O Brasil tem mais medalhas do que renda per capita, educação e saúde, como é ou deveria ser sabido. No pódio olímpico, estamos em lugar muito mais alto que no pódio socioeconômico.
Depois dos anos do Brasil Grande, segunda edição, agora também temos mais estádios grandiosos e subutilizados do que nunca, de futebol ou outros, alguns encaminhados talvez à ruína como aqueles do Pan do Rio, 2007, investimentos improdutivos desde sempre. Os anos de pindaíba do governo vão limitar ou até asfixiar o subsídio esportivo.
O que fazer ou como tratar desses nossos sonhos de supremo prestígio esportivo, outra tentativa de falsear realidades subjacentes difíceis?
Nos Jogos do Rio, a equipe brasileira teve seu melhor desempenho. Em número e cores de medalhas, foi quase idêntico ao da Grécia que sediou os Jogos de 2004. Os estádios gregos decaem em ruínas. Logo depois de Atenas 2004 (16 medalhas, 6 de ouro), o esporte grego regrediu a duas de prata e duas de bronze nas Olimpíadas de 2008 e 2012. Em 2010, a Grécia faliu. Hum.
"O melhor desempenho desde sempre" porém difere pouco daquele que as equipes brasileiras vêm conseguindo desde Atlanta, 1996, Olimpíada que marcou uma virada nos nossos resultados até então acanhados e quase simbólicos, sem desprezo pelos esforços e feitos individuais do passado.
Nesses 20 anos, o time do Brasil têm ficado em torno do 20º lugar no ranking, com cerca de 1,5% do total dos pódios e 14 medalhas por Olimpíada, em média. Nos 20 anos anteriores, as equipes levavam 0,6% do total de medalhas, quatro delas por Olimpíada, em média.

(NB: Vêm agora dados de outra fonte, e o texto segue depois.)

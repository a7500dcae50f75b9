use crate::defs::{is_flag_set, AnnotationName, Annotations};

/// Annotation read/write contract shared by every definition kind.
///
/// Consumers (introspection serializer, marshaler) only read; the mutators
/// exist for the definition builder during the build phase.
pub trait Annotated {
    fn annotations(&self) -> &Annotations;

    fn annotations_mut(&mut self) -> &mut Annotations;

    /// The annotation value for `key`, or `None` if not present.
    fn annotation(&self, key: &str) -> Option<&str> {
        self.annotations().get(key).map(String::as_str)
    }

    /// Inserts or overwrites an annotation under a raw key.
    fn set_annotation(&mut self, key: String, value: String) {
        self.annotations_mut().insert(key, value);
    }

    /// Inserts or overwrites a well-known annotation.
    fn annotate(&mut self, name: AnnotationName, value: String) {
        self.set_annotation(name.as_key().to_owned(), value);
    }

    /// Whether a well-known flag annotation is set. Only the literal value
    /// "true" (case-insensitive) counts; absence or anything else is false.
    fn flag(&self, name: AnnotationName) -> bool {
        is_flag_set(self.annotation(name.as_key()))
    }

    fn doc_string(&self) -> Option<&str> {
        self.annotation(AnnotationName::DocString.as_key())
    }

    fn is_deprecated(&self) -> bool {
        self.flag(AnnotationName::Deprecated)
    }
}

/// Common surface of callable/emittable interface members, letting the
/// marshaling layer validate signals and method calls uniformly.
pub trait Member: Annotated {
    fn name(&self) -> &str;

    fn interface_name(&self) -> &str;

    /// Input parameter signature. May be empty.
    fn signature(&self) -> &str;

    /// Reply signature; empty for fire-and-forget members.
    fn reply_signature(&self) -> &str;
}
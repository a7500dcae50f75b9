use std::collections::BTreeMap;

use lazy_static::lazy_static;

/// String-keyed, string-valued annotation storage.
///
/// Well-known annotations live in the same map as vendor ones, under their
/// canonical keys. `AnnotationName` is the type-safe handle for the
/// well-known set.
pub type Annotations = BTreeMap<String, String>;

/// The closed set of well-known annotations recognized by the binding layer.
///
/// Any IDL or annotation front end populating definitions must emit these
/// exact keys for the flag predicates on the definition types to function.
#[derive(Debug, Clone, Copy, PartialEq, Eq, PartialOrd, Ord)]
pub enum AnnotationName {
    Deprecated,
    DocString,
    Sessionless,
    Sessioncast,
    Unicast,
    GlobalBroadcast,
    NoReply,
    EmitsChanged,
}

impl AnnotationName {
    /// The canonical reversed-domain key stored in the annotation map.
    pub fn as_key(self) -> &'static str {
        match self {
            AnnotationName::Deprecated => "org.freedesktop.DBus.Deprecated",
            AnnotationName::DocString => "org.mbus.DocString",
            AnnotationName::Sessionless => "org.mbus.Signal.Sessionless",
            AnnotationName::Sessioncast => "org.mbus.Signal.Sessioncast",
            AnnotationName::Unicast => "org.mbus.Signal.Unicast",
            AnnotationName::GlobalBroadcast => "org.mbus.Signal.GlobalBroadcast",
            AnnotationName::NoReply => "org.freedesktop.DBus.Method.NoReply",
            AnnotationName::EmitsChanged => "org.freedesktop.DBus.Property.EmitsChangedSignal",
        }
    }

    /// Reverse lookup from a stored key. `None` for vendor/unknown keys.
    pub fn from_key(key: &str) -> Option<Self> {
        WELL_KNOWN.get(key).copied()
    }
}

lazy_static! {
    static ref WELL_KNOWN: BTreeMap<&'static str, AnnotationName> = {
        let names = [
            AnnotationName::Deprecated,
            AnnotationName::DocString,
            AnnotationName::Sessionless,
            AnnotationName::Sessioncast,
            AnnotationName::Unicast,
            AnnotationName::GlobalBroadcast,
            AnnotationName::NoReply,
            AnnotationName::EmitsChanged,
        ];

        let mut table = BTreeMap::new();
        for name in names.iter() {
            table.insert(name.as_key(), *name);
        }
        table
    };
}

// A flag is set only by the literal value "true", any case. Absence or any
// other value reads as unset, never as an error.
pub(crate) fn is_flag_set(value: Option<&str>) -> bool {
    match value {
        Some(val) => val.eq_ignore_ascii_case("true"),
        None => false,
    }
}

#[cfg(test)]
mod tests {
    use super::{is_flag_set, AnnotationName};

    #[test]
    fn test_key_round_trip() {
        let names = [
            AnnotationName::Deprecated,
            AnnotationName::DocString,
            AnnotationName::Sessionless,
            AnnotationName::Sessioncast,
            AnnotationName::Unicast,
            AnnotationName::GlobalBroadcast,
            AnnotationName::NoReply,
            AnnotationName::EmitsChanged,
        ];

        for name in names.iter() {
            assert_eq!(AnnotationName::from_key(name.as_key()), Some(*name));
        }
        assert_eq!(AnnotationName::from_key("com.vendor.Custom"), None);
    }

    #[test]
    fn test_flag_interpretation() {
        assert!(is_flag_set(Some("true")));
        assert!(is_flag_set(Some("TRUE")));
        assert!(is_flag_set(Some("True")));

        assert!(!is_flag_set(Some("false")));
        assert!(!is_flag_set(Some("1")));
        assert!(!is_flag_set(Some("yes")));
        assert!(!is_flag_set(Some("")));
        assert!(!is_flag_set(None));
    }
}
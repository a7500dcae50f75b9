mod annotation;
mod arg;
mod base;
mod interface;
mod method;
mod object;
mod property;
mod signal;

use std::error::Error;

use derive_more::Display;

use crate::{ProtocolError, ProtocolErrorKind};

pub use annotation::{AnnotationName, Annotations};
pub use arg::{ArgDef, Direction};
pub use base::BaseDef;
pub use interface::InterfaceDef;
pub use method::MethodDef;
pub use object::BusObjectInfo;
pub use property::{Access, PropertyDef};
pub use signal::SignalDef;

pub(crate) use annotation::is_flag_set;

/// Construction-time failures. Every other operation on the definition
/// types is total: lookups return `Option`, flag predicates degrade to
/// false, list mutators cannot fail.
#[derive(Debug, Display)]
pub enum DefsError {
    #[display(fmt = "empty definition name")]
    EmptyName,

    #[display(fmt = "empty interface name on definition {}", def)]
    EmptyInterfaceName { def: String },

    #[display(fmt = "empty object path")]
    EmptyObjectPath,
}

impl Error for DefsError {}

impl From<DefsError> for ProtocolError {
    fn from(err: DefsError) -> ProtocolError {
        ProtocolError::new(ProtocolErrorKind::Defs, Box::new(err))
    }
}
use serde::Serialize;

use crate::defs::annotation::Annotations;
use crate::defs::DefsError;
use crate::traits::Annotated;
use crate::ProtocolResult;

/// Identity and annotation storage shared by every definition kind.
///
/// The name is fixed at construction. Annotations may be added or
/// overwritten during the build phase; once a definition is published the
/// whole object is treated as read-only.
#[derive(Debug, Clone, Serialize)]
pub struct BaseDef {
    name:        String,
    annotations: Annotations,
}

impl BaseDef {
    /// Fails if `name` is empty; a definition is never unnamed.
    pub fn new(name: String) -> ProtocolResult<Self> {
        if name.is_empty() {
            return Err(DefsError::EmptyName.into());
        }

        Ok(BaseDef {
            name,
            annotations: Annotations::new(),
        })
    }

    pub fn name(&self) -> &str {
        &self.name
    }
}

impl Annotated for BaseDef {
    fn annotations(&self) -> &Annotations {
        &self.annotations
    }

    fn annotations_mut(&mut self) -> &mut Annotations {
        &mut self.annotations
    }
}

#[cfg(test)]
mod tests {
    use super::BaseDef;
    use crate::defs::annotation::AnnotationName;
    use crate::traits::Annotated;

    #[test]
    fn test_empty_name_rejected() {
        assert!(BaseDef::new("".to_owned()).is_err());
        assert!(BaseDef::new("Ping".to_owned()).is_ok());
    }

    #[test]
    fn test_annotation_lookup() {
        let mut base = BaseDef::new("Ping".to_owned()).unwrap();
        assert_eq!(base.annotation("com.vendor.Custom"), None);

        base.set_annotation("com.vendor.Custom".to_owned(), "abc".to_owned());
        assert_eq!(base.annotation("com.vendor.Custom"), Some("abc"));

        // overwrite keeps a single entry per key
        base.set_annotation("com.vendor.Custom".to_owned(), "xyz".to_owned());
        assert_eq!(base.annotation("com.vendor.Custom"), Some("xyz"));
        assert_eq!(base.annotations().len(), 1);
    }

    #[test]
    fn test_doc_string() {
        let mut base = BaseDef::new("Ping".to_owned()).unwrap();
        assert_eq!(base.doc_string(), None);

        base.annotate(AnnotationName::DocString, "a ping member".to_owned());
        assert_eq!(base.doc_string(), Some("a ping member"));
    }
}
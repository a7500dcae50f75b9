use serde::Serialize;

/// Direction of a method argument. Signal arguments carry no direction,
/// signals are input-only.
#[derive(Debug, Clone, Copy, PartialEq, Eq, Serialize)]
#[serde(rename_all = "lowercase")]
pub enum Direction {
    In,
    Out,
}

impl Direction {
    pub fn as_str(self) -> &'static str {
        match self {
            Direction::In => "in",
            Direction::Out => "out",
        }
    }
}

/// One positional parameter of an interface member.
///
/// The type signature is an opaque token of the bus type alphabet ("s", "i",
/// "a{sv}", ...); no validation of the alphabet happens here. Owned by
/// exactly one member definition.
#[derive(Debug, Clone, PartialEq, Eq, Serialize)]
pub struct ArgDef {
    name:           String,
    type_signature: String,
    direction:      Option<Direction>,
}

impl ArgDef {
    pub fn new(name: String, type_signature: String) -> Self {
        ArgDef {
            name,
            type_signature,
            direction: None,
        }
    }

    pub fn with_direction(name: String, type_signature: String, direction: Direction) -> Self {
        ArgDef {
            name,
            type_signature,
            direction: Some(direction),
        }
    }

    pub fn name(&self) -> &str {
        &self.name
    }

    pub fn type_signature(&self) -> &str {
        &self.type_signature
    }

    pub fn direction(&self) -> Option<Direction> {
        self.direction
    }
}
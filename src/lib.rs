pub mod defs;
pub mod registry;
pub mod traits;

use std::error::Error;

use derive_more::{Constructor, Display};

#[derive(Debug, Clone)]
pub enum ProtocolErrorKind {
    // defs
    Defs,

    // registry
    Registry,

    // downstream binding layers
    Introspection,
    Marshal,
}

#[derive(Debug, Constructor, Display)]
#[display(fmt = "[ProtocolError] Kind: {:?} Error: {:?}", kind, error)]
pub struct ProtocolError {
    kind:  ProtocolErrorKind,
    error: Box<dyn Error + Send>,
}

impl From<ProtocolError> for Box<dyn Error + Send> {
    fn from(error: ProtocolError) -> Self {
        Box::new(error) as Box<dyn Error + Send>
    }
}

impl Error for ProtocolError {}

pub type ProtocolResult<T> = Result<T, ProtocolError>;
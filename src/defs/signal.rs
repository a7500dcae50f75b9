use std::fmt;
use std::hash::{Hash, Hasher};

use serde::Serialize;

use crate::defs::annotation::{AnnotationName, Annotations};
use crate::defs::{ArgDef, BaseDef, DefsError};
use crate::traits::{Annotated, Member};
use crate::ProtocolResult;

/// Describes one signal member of a bus interface.
///
/// Signals are fire-and-forget: they carry input parameters and never a
/// reply. Annotations commonly used: DocString, Deprecated, Sessionless,
/// Sessioncast, Unicast, GlobalBroadcast.
#[derive(Debug, Clone, Serialize)]
pub struct SignalDef {
    #[serde(flatten)]
    base:           BaseDef,
    interface_name: String,
    signature:      String,
    args:           Vec<ArgDef>,
}

impl SignalDef {
    /// Fails if `name` or `interface_name` is empty. An empty `signature`
    /// is valid and describes a zero-argument signal. The argument list
    /// starts empty.
    pub fn new(name: String, signature: String, interface_name: String) -> ProtocolResult<Self> {
        let base = BaseDef::new(name)?;
        if interface_name.is_empty() {
            return Err(DefsError::EmptyInterfaceName {
                def: base.name().to_owned(),
            }
            .into());
        }

        Ok(SignalDef {
            base,
            interface_name,
            signature,
            args: Vec::new(),
        })
    }

    pub fn name(&self) -> &str {
        self.base.name()
    }

    /// The name of the owning bus interface.
    pub fn interface_name(&self) -> &str {
        &self.interface_name
    }

    /// The input parameter signature: the concatenated type tokens of the
    /// arguments, in wire order. Consistency with the argument list is the
    /// builder's responsibility; it is not cross-checked here.
    pub fn signature(&self) -> &str {
        &self.signature
    }

    /// A signal has no return value, which on the wire is an empty reply
    /// signature. Provided as a convenience so that callers need not
    /// special-case signals against method replies.
    pub fn reply_signature(&self) -> &str {
        ""
    }

    /// The contained arg definitions, in declaration order.
    pub fn args(&self) -> &[ArgDef] {
        &self.args
    }

    /// Replaces the whole argument list, preserving the order of `args`.
    pub fn set_args(&mut self, args: Vec<ArgDef>) {
        self.args = args;
    }

    /// Appends `arg` to the end of the argument list. Duplicate names are
    /// permitted; lookup returns the first match.
    pub fn add_arg(&mut self, arg: ArgDef) {
        if self.arg(arg.name()).is_some() {
            log::warn!(
                "duplicate arg {:?} on signal {}.{}",
                arg.name(),
                self.interface_name,
                self.name()
            );
        }
        self.args.push(arg);
    }

    /// The first arg whose name matches `name`. `None` if not found.
    pub fn arg(&self, name: &str) -> Option<&ArgDef> {
        self.args.iter().find(|arg| arg.name() == name)
    }

    /// Whether emission is sessionless.
    pub fn is_sessionless(&self) -> bool {
        self.flag(AnnotationName::Sessionless)
    }

    /// Whether emission is sessioncast.
    pub fn is_sessioncast(&self) -> bool {
        self.flag(AnnotationName::Sessioncast)
    }

    /// Whether emission is unicast.
    pub fn is_unicast(&self) -> bool {
        self.flag(AnnotationName::Unicast)
    }

    /// Whether emission is global broadcast.
    pub fn is_global_broadcast(&self) -> bool {
        self.flag(AnnotationName::GlobalBroadcast)
    }
}

impl Annotated for SignalDef {
    fn annotations(&self) -> &Annotations {
        self.base.annotations()
    }

    fn annotations_mut(&mut self) -> &mut Annotations {
        self.base.annotations_mut()
    }
}

impl Member for SignalDef {
    fn name(&self) -> &str {
        SignalDef::name(self)
    }

    fn interface_name(&self) -> &str {
        SignalDef::interface_name(self)
    }

    fn signature(&self) -> &str {
        SignalDef::signature(self)
    }

    fn reply_signature(&self) -> &str {
        SignalDef::reply_signature(self)
    }
}

impl fmt::Display for SignalDef {
    fn fmt(&self, f: &mut fmt::Formatter) -> fmt::Result {
        write!(
            f,
            "signal {}.{} signature={:?}",
            self.interface_name,
            self.name(),
            self.signature
        )
    }
}

// Identity is (interface_name, name, signature). Args and annotations are
// excluded so that independently parsed copies of the same logical signal
// compare equal even when one is re-annotated.
impl PartialEq for SignalDef {
    fn eq(&self, other: &Self) -> bool {
        self.interface_name == other.interface_name
            && self.name() == other.name()
            && self.signature == other.signature
    }
}

impl Eq for SignalDef {}

impl Hash for SignalDef {
    fn hash<H: Hasher>(&self, state: &mut H) {
        self.interface_name.hash(state);
        self.name().hash(state);
        self.signature.hash(state);
    }
}
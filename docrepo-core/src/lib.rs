//! A typed repository and unit-of-work layer over document stores.
//!
//! This crate is the core of the docrepo project and provides:
//!
//! - **Entities and keys** ([`document`], [`key`]) - the entity trait and identity generation per key kind
//! - **Collection naming** ([`naming`]) - override-or-convention collection name resolution, memoized per type
//! - **Store backend abstraction** ([`backend`]) - the trait implemented by concrete stores
//! - **Filters, updates, indexes and writes** ([`query`], [`update`], [`index`], [`write`]) - store-neutral models
//! - **Document context** ([`context`]) - backend ownership and the transaction lifecycle
//! - **Repository** ([`repository`]) - typed CRUD, paging, projection, bulk mode, indexes and joins
//! - **Sessions and cancellation** ([`session`], [`cancel`])
//! - **Error handling** ([`error`]) - error types and result types
//!
//! # Example
//!
//! ```ignore
//! use docrepo::{prelude::*, memory::InMemoryStore};
//! use serde::{Serialize, Deserialize};
//!
//! #[derive(Debug, Clone, Serialize, Deserialize, Entity)]
//! pub struct User {
//!     pub id: i64,
//!     pub name: String,
//! }
//!
//! let context = DocumentContext::new(InMemoryStore::new());
//! let mut users = context.repository::<User>()?;
//!
//! let mut alice = User { id: 0, name: "Alice".into() };
//! users.add(&mut alice).await?; // alice.id is now assigned
//! ```

#[allow(unused_extern_crates)]
extern crate self as docrepo_core;

pub mod backend;
pub mod cancel;
pub mod collection;
pub mod context;
pub mod document;
pub mod error;
pub mod index;
pub mod key;
pub mod naming;
pub mod page;
pub mod query;
pub mod repository;
pub mod session;
pub mod update;
pub mod write;
//! Primary-key kinds and identity generation.
//!
//! Every entity key implements [`Key`]. Built-in implementations cover the
//! integer widths, strings, UUIDs and store-native object ids. A key type
//! that reports no [`KeyKind`] can still be used, but callers must supply
//! its values themselves: generation fails with
//! [`DocumentStoreError::UnsupportedKeyKind`].

use std::{any::type_name, fmt::Debug};

use bson::{Bson, Uuid, oid::ObjectId};
use rand::Rng;
use serde::{Serialize, de::DeserializeOwned};

use crate::error::{DocumentStoreError, DocumentStoreResult};

/// The representation of an entity identifier.
#[derive(Debug, Clone, Copy, PartialEq, Eq, Hash)]
pub enum KeyKind {
    Int16,
    Int32,
    Int64,
    String,
    Uuid,
    ObjectId,
}

/// A freshly generated identifier, tagged with its kind.
#[derive(Debug, Clone, PartialEq)]
pub enum KeyValue {
    Int16(i16),
    Int32(i32),
    Int64(i64),
    String(String),
    Uuid(Uuid),
    ObjectId(ObjectId),
}

impl KeyValue {
    pub fn kind(&self) -> KeyKind {
        match self {
            KeyValue::Int16(_) => KeyKind::Int16,
            KeyValue::Int32(_) => KeyKind::Int32,
            KeyValue::Int64(_) => KeyKind::Int64,
            KeyValue::String(_) => KeyKind::String,
            KeyValue::Uuid(_) => KeyKind::Uuid,
            KeyValue::ObjectId(_) => KeyKind::ObjectId,
        }
    }
}

/// Produces a new identifier of the given kind.
///
/// Integers are drawn uniformly from `[1, MAX)` so they never collide with
/// the unset value `0`. Strings are hyphenated random UUIDs.
pub fn generate_new_id(kind: KeyKind) -> KeyValue {
    let mut rng = rand::thread_rng();

    match kind {
        KeyKind::Int16 => KeyValue::Int16(rng.gen_range(1..i16::MAX)),
        KeyKind::Int32 => KeyValue::Int32(rng.gen_range(1..i32::MAX)),
        KeyKind::Int64 => KeyValue::Int64(rng.gen_range(1..i64::MAX)),
        KeyKind::String => KeyValue::String(uuid::Uuid::new_v4().to_string()),
        KeyKind::Uuid => KeyValue::Uuid(Uuid::new()),
        KeyKind::ObjectId => KeyValue::ObjectId(ObjectId::new()),
    }
}

/// An entity identifier.
///
/// # Example
///
/// ```ignore
/// use docrepo::key::Key;
///
/// let id = i64::generate()?;
/// assert!(!id.is_unset());
/// ```
pub trait Key: Serialize + DeserializeOwned + Clone + PartialEq + Debug + Send + Sync + 'static {
    /// The kind used for generation, or `None` when this type cannot be generated.
    fn kind() -> Option<KeyKind> {
        None
    }

    /// Extracts a value of this type from a generated identifier.
    fn from_key_value(_value: KeyValue) -> Option<Self> {
        None
    }

    /// Returns true when this is the type's default "no id yet" value.
    fn is_unset(&self) -> bool;

    /// Converts the key into the value stored in the `_id` field.
    fn to_bson(&self) -> Bson;

    /// Generates a new identifier for this key type.
    fn generate() -> DocumentStoreResult<Self> {
        Self::kind()
            .map(generate_new_id)
            .and_then(Self::from_key_value)
            .ok_or_else(|| DocumentStoreError::UnsupportedKeyKind(type_name::<Self>().to_string()))
    }
}

macro_rules! impl_integer_key {
    ($ty:ty, $kind:ident, $bson:ident, $wide:ty) => {
        impl Key for $ty {
            fn kind() -> Option<KeyKind> {
                Some(KeyKind::$kind)
            }

            fn from_key_value(value: KeyValue) -> Option<Self> {
                match value {
                    KeyValue::$kind(v) => Some(v),
                    _ => None,
                }
            }

            fn is_unset(&self) -> bool {
                *self == 0
            }

            fn to_bson(&self) -> Bson {
                Bson::$bson(<$wide>::from(*self))
            }
        }
    };
}

impl_integer_key!(i16, Int16, Int32, i32);
impl_integer_key!(i32, Int32, Int32, i32);
impl_integer_key!(i64, Int64, Int64, i64);

impl Key for String {
    fn kind() -> Option<KeyKind> {
        Some(KeyKind::String)
    }

    fn from_key_value(value: KeyValue) -> Option<Self> {
        match value {
            KeyValue::String(v) => Some(v),
            _ => None,
        }
    }

    fn is_unset(&self) -> bool {
        self.is_empty()
    }

    fn to_bson(&self) -> Bson {
        Bson::String(self.clone())
    }
}

impl Key for Uuid {
    fn kind() -> Option<KeyKind> {
        Some(KeyKind::Uuid)
    }

    fn from_key_value(value: KeyValue) -> Option<Self> {
        match value {
            KeyValue::Uuid(v) => Some(v),
            _ => None,
        }
    }

    fn is_unset(&self) -> bool {
        self.bytes() == [0u8; 16]
    }

    fn to_bson(&self) -> Bson {
        Bson::from(*self)
    }
}

impl Key for ObjectId {
    fn kind() -> Option<KeyKind> {
        Some(KeyKind::ObjectId)
    }

    fn from_key_value(value: KeyValue) -> Option<Self> {
        match value {
            KeyValue::ObjectId(v) => Some(v),
            _ => None,
        }
    }

    fn is_unset(&self) -> bool {
        self.bytes() == [0u8; 12]
    }

    fn to_bson(&self) -> Bson {
        Bson::ObjectId(*self)
    }
}

#[cfg(test)]
mod tests {
    use super::*;
    use proptest::prelude::*;
    use serde::Deserialize;

    #[derive(Debug, Clone, PartialEq, Serialize, Deserialize)]
    struct Sku(String);

    impl Key for Sku {
        fn is_unset(&self) -> bool {
            self.0.is_empty()
        }

        fn to_bson(&self) -> Bson {
            Bson::String(self.0.clone())
        }
    }

    fn any_kind() -> impl Strategy<Value = KeyKind> {
        prop::sample::select(vec![
            KeyKind::Int16,
            KeyKind::Int32,
            KeyKind::Int64,
            KeyKind::String,
            KeyKind::Uuid,
            KeyKind::ObjectId,
        ])
    }

    fn is_unset(value: &KeyValue) -> bool {
        match value {
            KeyValue::Int16(v) => v.is_unset(),
            KeyValue::Int32(v) => v.is_unset(),
            KeyValue::Int64(v) => v.is_unset(),
            KeyValue::String(v) => v.is_unset(),
            KeyValue::Uuid(v) => v.is_unset(),
            KeyValue::ObjectId(v) => v.is_unset(),
        }
    }

    proptest! {
        #[test]
        fn generated_ids_match_kind_and_are_set(kind in any_kind()) {
            let value = generate_new_id(kind);

            prop_assert_eq!(value.kind(), kind);
            prop_assert!(!is_unset(&value));
            match value {
                KeyValue::Int16(v) => prop_assert!(v >= 1),
                KeyValue::Int32(v) => prop_assert!(v >= 1),
                KeyValue::Int64(v) => prop_assert!(v >= 1),
                _ => {}
            }
        }

        #[test]
        fn integer_keys_are_unset_only_at_zero(wide in any::<i64>(), narrow in any::<i16>()) {
            prop_assert_eq!(wide.is_unset(), wide == 0);
            prop_assert_eq!(narrow.is_unset(), narrow == 0);
            prop_assert_eq!(wide.to_bson(), Bson::Int64(wide));
            prop_assert_eq!(narrow.to_bson(), Bson::Int32(i32::from(narrow)));
        }
    }

    #[test]
    fn generate_returns_set_values() {
        assert!(!i16::generate().unwrap().is_unset());
        assert!(!i64::generate().unwrap().is_unset());
        assert!(!String::generate().unwrap().is_unset());
        assert!(!Uuid::generate().unwrap().is_unset());
        assert!(!ObjectId::generate().unwrap().is_unset());
    }

    #[test]
    fn generated_strings_are_hyphenated_uuids() {
        let id = String::generate().unwrap();

        assert_eq!(id.len(), 36);
        assert!(uuid::Uuid::parse_str(&id).is_ok());
    }

    #[test]
    fn custom_key_without_kind_cannot_be_generated() {
        match Sku::generate() {
            Err(DocumentStoreError::UnsupportedKeyKind(name)) => assert!(name.ends_with("Sku")),
            other => panic!("expected UnsupportedKeyKind, got {other:?}"),
        }
    }

    #[test]
    fn default_values_are_unset() {
        assert!(0i16.is_unset());
        assert!(0i32.is_unset());
        assert!(0i64.is_unset());
        assert!(String::new().is_unset());
        assert!(Uuid::from_bytes([0u8; 16]).is_unset());
        assert!(ObjectId::from_bytes([0u8; 12]).is_unset());
    }

    #[test]
    fn small_integers_are_stored_as_int32() {
        assert_eq!(7i16.to_bson(), Bson::Int32(7));
        assert_eq!(7i64.to_bson(), Bson::Int64(7));
    }
}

Países de renda semelhante ou população grande não vão nem de longe tão bem na Olimpíada: México, Índia, Indonésia. China e ex-comunistas são exceções sabidas.
A renda por cabeça, o PIB per capita do Brasil, anda em 72º lugar. Pelo Índice de Desenvolvimento Humano, o IDH da ONU, que combina indicadores de renda, saúde e educação, em 75º lugar mundial.
A desigualdade de renda ainda anda pelo grupo das dez piores. Estamos "muito bem" ainda nos rankings de incidência de homicídios, de mortes no trânsito ou de taxas de juros etc. —ainda melhor que no quadro de medalhas. Temos tanta possibilidade de progresso quanto aberrações cruciais, de classe mundial.
Até pelos nossos tamanhos e desigualdades de renda e poder, no entanto, desenvolvemos capacidades avançadas, ao lado de manias ansiosas e inseguras de grandeza. Trata-se em parte de um efeito perverso do nosso "desenvolvimentismo" do século passado, de altíssimo padrão de consumo para uma elite minoritária, muita vez subsidiada pelo Estado, em detrimento do investimento em infraestrutura social: escola, posto de saúde, esgoto.
Parte de nós dispomos de hospitais, pesquisa, universidades e luxos que não existem em países comparáveis, assim como de misérias extensas e extremas, revoltantes, dado o nosso nível de renda e recursos. Talvez a ânsia de medalhas se inscreva na história desse nosso intuito de grandezas meio sem fundamentos.
Não precisa ser assim, claro. Em vez de pirâmides das manias de grandeza, esportivas ou outras, poderíamos começar por baixo, para que as crianças bem tratadas decidam (ou não) virar medalhistas.